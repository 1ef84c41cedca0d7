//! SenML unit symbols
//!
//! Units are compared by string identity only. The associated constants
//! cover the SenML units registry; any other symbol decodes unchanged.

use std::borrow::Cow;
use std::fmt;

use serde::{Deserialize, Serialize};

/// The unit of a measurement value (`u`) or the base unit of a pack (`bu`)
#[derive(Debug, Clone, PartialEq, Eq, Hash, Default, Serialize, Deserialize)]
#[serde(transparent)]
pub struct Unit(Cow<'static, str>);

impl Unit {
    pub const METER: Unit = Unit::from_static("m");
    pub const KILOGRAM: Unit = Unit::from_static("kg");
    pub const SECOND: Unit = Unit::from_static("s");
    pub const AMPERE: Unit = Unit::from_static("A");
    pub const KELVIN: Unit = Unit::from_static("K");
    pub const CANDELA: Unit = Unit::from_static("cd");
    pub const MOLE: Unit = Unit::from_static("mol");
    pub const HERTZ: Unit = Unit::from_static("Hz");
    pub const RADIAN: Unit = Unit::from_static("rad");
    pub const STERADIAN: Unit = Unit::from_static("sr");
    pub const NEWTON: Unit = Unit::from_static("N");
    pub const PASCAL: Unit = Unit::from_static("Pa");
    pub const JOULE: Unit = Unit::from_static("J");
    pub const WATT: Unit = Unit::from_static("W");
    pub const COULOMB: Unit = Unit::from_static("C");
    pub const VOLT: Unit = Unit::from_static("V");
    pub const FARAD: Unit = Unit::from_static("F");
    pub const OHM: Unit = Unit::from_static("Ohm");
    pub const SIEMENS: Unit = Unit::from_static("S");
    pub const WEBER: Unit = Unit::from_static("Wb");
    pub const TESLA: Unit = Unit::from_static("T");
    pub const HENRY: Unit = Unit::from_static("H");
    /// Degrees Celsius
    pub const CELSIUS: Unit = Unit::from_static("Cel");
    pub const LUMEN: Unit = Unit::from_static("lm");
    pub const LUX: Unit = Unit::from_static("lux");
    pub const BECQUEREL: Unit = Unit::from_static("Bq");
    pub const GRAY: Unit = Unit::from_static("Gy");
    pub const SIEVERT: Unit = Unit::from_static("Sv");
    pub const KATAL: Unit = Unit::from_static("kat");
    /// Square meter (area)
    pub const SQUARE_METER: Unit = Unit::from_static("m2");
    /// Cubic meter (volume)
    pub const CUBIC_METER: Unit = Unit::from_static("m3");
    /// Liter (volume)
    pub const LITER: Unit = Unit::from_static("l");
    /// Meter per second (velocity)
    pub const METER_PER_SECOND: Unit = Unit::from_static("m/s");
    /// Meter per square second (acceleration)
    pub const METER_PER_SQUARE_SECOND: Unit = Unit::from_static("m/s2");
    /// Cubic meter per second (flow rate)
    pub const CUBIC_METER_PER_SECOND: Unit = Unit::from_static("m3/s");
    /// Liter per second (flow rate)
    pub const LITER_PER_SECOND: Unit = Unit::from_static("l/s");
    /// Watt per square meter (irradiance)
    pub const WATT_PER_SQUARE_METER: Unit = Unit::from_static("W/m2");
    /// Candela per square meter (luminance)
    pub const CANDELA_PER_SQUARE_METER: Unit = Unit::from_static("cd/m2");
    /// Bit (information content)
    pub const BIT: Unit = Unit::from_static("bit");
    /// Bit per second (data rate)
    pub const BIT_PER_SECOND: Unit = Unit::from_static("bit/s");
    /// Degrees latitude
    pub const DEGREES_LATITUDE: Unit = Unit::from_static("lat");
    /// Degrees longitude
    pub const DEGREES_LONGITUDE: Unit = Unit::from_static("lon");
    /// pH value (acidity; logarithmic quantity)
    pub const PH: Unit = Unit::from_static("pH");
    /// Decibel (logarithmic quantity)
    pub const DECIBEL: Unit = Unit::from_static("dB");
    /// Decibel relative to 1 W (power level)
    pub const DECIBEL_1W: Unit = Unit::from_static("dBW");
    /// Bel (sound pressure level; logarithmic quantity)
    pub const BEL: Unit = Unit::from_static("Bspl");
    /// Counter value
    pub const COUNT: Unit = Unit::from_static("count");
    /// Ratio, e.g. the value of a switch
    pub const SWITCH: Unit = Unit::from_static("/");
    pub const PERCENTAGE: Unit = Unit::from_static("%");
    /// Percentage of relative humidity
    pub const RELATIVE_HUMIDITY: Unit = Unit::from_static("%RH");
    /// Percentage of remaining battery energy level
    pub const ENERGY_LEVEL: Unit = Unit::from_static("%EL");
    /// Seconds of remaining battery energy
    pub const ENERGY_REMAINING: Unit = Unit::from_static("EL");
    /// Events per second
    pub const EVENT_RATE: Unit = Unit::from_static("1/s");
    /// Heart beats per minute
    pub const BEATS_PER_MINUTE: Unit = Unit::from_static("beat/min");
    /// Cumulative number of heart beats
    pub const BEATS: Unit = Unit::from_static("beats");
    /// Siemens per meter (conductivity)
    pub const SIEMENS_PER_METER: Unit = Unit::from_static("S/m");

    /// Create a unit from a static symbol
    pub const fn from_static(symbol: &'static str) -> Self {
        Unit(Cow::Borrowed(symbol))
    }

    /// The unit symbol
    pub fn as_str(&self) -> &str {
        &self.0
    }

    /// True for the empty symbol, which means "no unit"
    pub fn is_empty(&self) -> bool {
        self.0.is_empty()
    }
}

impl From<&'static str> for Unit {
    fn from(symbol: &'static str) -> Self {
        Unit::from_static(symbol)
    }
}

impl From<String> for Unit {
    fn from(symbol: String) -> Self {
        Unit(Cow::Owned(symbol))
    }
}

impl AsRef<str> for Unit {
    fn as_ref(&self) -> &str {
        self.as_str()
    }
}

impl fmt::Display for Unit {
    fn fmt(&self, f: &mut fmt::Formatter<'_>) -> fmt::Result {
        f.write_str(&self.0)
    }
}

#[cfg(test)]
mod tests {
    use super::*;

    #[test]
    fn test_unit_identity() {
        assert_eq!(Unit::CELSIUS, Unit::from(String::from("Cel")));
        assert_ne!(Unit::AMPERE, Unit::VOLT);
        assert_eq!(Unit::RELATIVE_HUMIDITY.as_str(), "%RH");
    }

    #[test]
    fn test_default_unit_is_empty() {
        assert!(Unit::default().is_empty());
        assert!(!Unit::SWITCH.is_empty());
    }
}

**********

• PROBLEM DESCRIPTION:
Write out the data above once more, exactly as it reads.

• OUTPUT FOR THIS EXERCISE:
repository 1ef84c41cedca0d7
//! SenML unit symbols
//!
//! Units are compared by string identity only. The associated constants
//! cover the SenML units registry; any other symbol decodes unchanged.

use std::borrow::Cow;
use std::fmt;

use serde::{Deserialize, Serialize};

/// The unit of a measurement value (`u`) or the base unit of a pack (`bu`)
#[derive(Debug, Clone, PartialEq, Eq, Hash, Default, Serialize, Deserialize)]
#[serde(transparent)]
pub struct Unit(Cow<'static, str>);

impl Unit {
    pub const METER: Unit = Unit::from_static("m");
    pub const KILOGRAM: Unit = Unit::from_static("kg");
    pub const SECOND: Unit = Unit::from_static("s");
    pub const AMPERE: Unit = Unit::from_static("A");
    pub const KELVIN: Unit = Unit::from_static("K");
    pub const CANDELA: Unit = Unit::from_static("cd");
    pub const MOLE: Unit = Unit::from_static("mol");
    pub const HERTZ: Unit = Unit::from_static("Hz");
    pub const RADIAN: Unit = Unit::from_static("rad");
    pub const STERADIAN: Unit = Unit::from_static("sr");
    pub const NEWTON: Unit = Unit::from_static("N");
    pub const PASCAL: Unit = Unit::from_static("Pa");
    pub const JOULE: Unit = Unit::from_static("J");
    pub const WATT: Unit = Unit::from_static("W");
    pub const COULOMB: Unit = Unit::from_static("C");
    pub const VOLT: Unit = Unit::from_static("V");
    pub const FARAD: Unit = Unit::from_static("F");
    pub const OHM: Unit = Unit::from_static("Ohm");
    pub const SIEMENS: Unit = Unit::from_static("S");
    pub const WEBER: Unit = Unit::from_static("Wb");
    pub const TESLA: Unit = Unit::from_static("T");
    pub const HENRY: Unit = Unit::from_static("H");
    /// Degrees Celsius
    pub const CELSIUS: Unit = Unit::from_static("Cel");
    pub const LUMEN: Unit = Unit::from_static("lm");
    pub const LUX: Unit = Unit::from_static("lux");
    pub const BECQUEREL: Unit = Unit::from_static("Bq");
    pub const GRAY: Unit = Unit::from_static("Gy");
    pub const SIEVERT: Unit = Unit::from_static("Sv");
    pub const KATAL: Unit = Unit::from_static("kat");
    /// Square meter (area)
    pub const SQUARE_METER: Unit = Unit::from_static("m2");
    /// Cubic meter (volume)
    pub const CUBIC_METER: Unit = Unit::from_static("m3");
    /// Liter (volume)
    pub const LITER: Unit = Unit::from_static("l");
    /// Meter per second (velocity)
    pub const METER_PER_SECOND: Unit = Unit::from_static("m/s");
    /// Meter per square second (acceleration)
    pub const METER_PER_SQUARE_SECOND: Unit = Unit::from_static("m/s2");
    /// Cubic meter per second (flow rate)
    pub const CUBIC_METER_PER_SECOND: Unit = Unit::from_static("m3/s");
    /// Liter per second (flow rate)
    pub const LITER_PER_SECOND: Unit = Unit::from_static("l/s");
    /// Watt per square meter (irradiance)
    pub const WATT_PER_SQUARE_METER: Unit = Unit::from_static("W/m2");
    /// Candela per square meter (luminance)
    pub const CANDELA_PER_SQUARE_METER: Unit = Unit::from_static("cd/m2");
    /// Bit (information content)
    pub const BIT: Unit = Unit::from_static("bit");
    /// Bit per second (data rate)
    pub const BIT_PER_SECOND: Unit = Unit::from_static("bit/s");
    /// Degrees latitude
    pub const DEGREES_LATITUDE: Unit = Unit::from_static("lat");
    /// Degrees longitude
    pub const DEGREES_LONGITUDE: Unit = Unit::from_static("lon");
    /// pH value (acidity; logarithmic quantity)
    pub const PH: Unit = Unit::from_static("pH");
    /// Decibel (logarithmic quantity)
    pub const DECIBEL: Unit = Unit::from_static("dB");
    /// Decibel relative to 1 W (power level)
    pub const DECIBEL_1W: Unit = Unit::from_static("dBW");
    /// Bel (sound pressure level; logarithmic quantity)
    pub const BEL: Unit = Unit::from_static("Bspl");
    /// Counter value
    pub const COUNT: Unit = Unit::from_static("count");
    /// Ratio, e.g. the value of a switch
    pub const SWITCH: Unit = Unit::from_static("/");
    pub const PERCENTAGE: Unit = Unit::from_static("%");
    /// Percentage of relative humidity
    pub const RELATIVE_HUMIDITY: Unit = Unit::from_static("%RH");
    /// Percentage of remaining battery energy level
    pub const ENERGY_LEVEL: Unit = Unit::from_static("%EL");
    /// Seconds of remaining battery energy
    pub const ENERGY_REMAINING: Unit = Unit::from_static("EL");
    /// Events per second
    pub const EVENT_RATE: Unit = Unit::from_static("1/s");
    /// Heart beats per minute
    pub const BEATS_PER_MINUTE: Unit = Unit::from_static("beat/min");
    /// Cumulative number of heart beats
    pub const BEATS: Unit = Unit::from_static("beats");
    /// Siemens per meter (conductivity)
    pub const SIEMENS_PER_METER: Unit = Unit::from_static("S/m");

    /// Create a unit from a static symbol
    pub const fn from_static(symbol: &'static str) -> Self {
        Unit(Cow::Borrowed(symbol))
    }

    /// The unit symbol
    pub fn as_str(&self) -> &str {
        &self.0
    }

    /// True for the empty symbol, which means "no unit"
    pub fn is_empty(&self) -> bool {
        self.0.is_empty()
    }
}

impl From<&'static str> for Unit {
    fn from(symbol: &'static str) -> Self {
        Unit::from_static(symbol)
    }
}

impl From<String> for Unit {
    fn from(symbol: String) -> Self {
        Unit(Cow::Owned(symbol))
    }
}

impl AsRef<str> for Unit {
    fn as_ref(&self) -> &str {
        self.as_str()
    }
}

impl fmt::Display for Unit {
    fn fmt(&self, f: &mut fmt::Formatter<'_>) -> fmt::Result {
        f.write_str(&self.0)
    }
}

#[cfg(test)]
mod tests {
    use super::*;

    #[test]
    fn test_unit_identity() {
        assert_eq!(Unit::CELSIUS, Unit::from(String::from("Cel")));
        assert_ne!(Unit::AMPERE, Unit::VOLT);
        assert_eq!(Unit::RELATIVE_HUMIDITY.as_str(), "%RH");
    }

    #[test]
    fn test_default_unit_is_empty() {
        assert!(Unit::default().is_empty());
        assert!(!Unit::SWITCH.is_empty());
    }
}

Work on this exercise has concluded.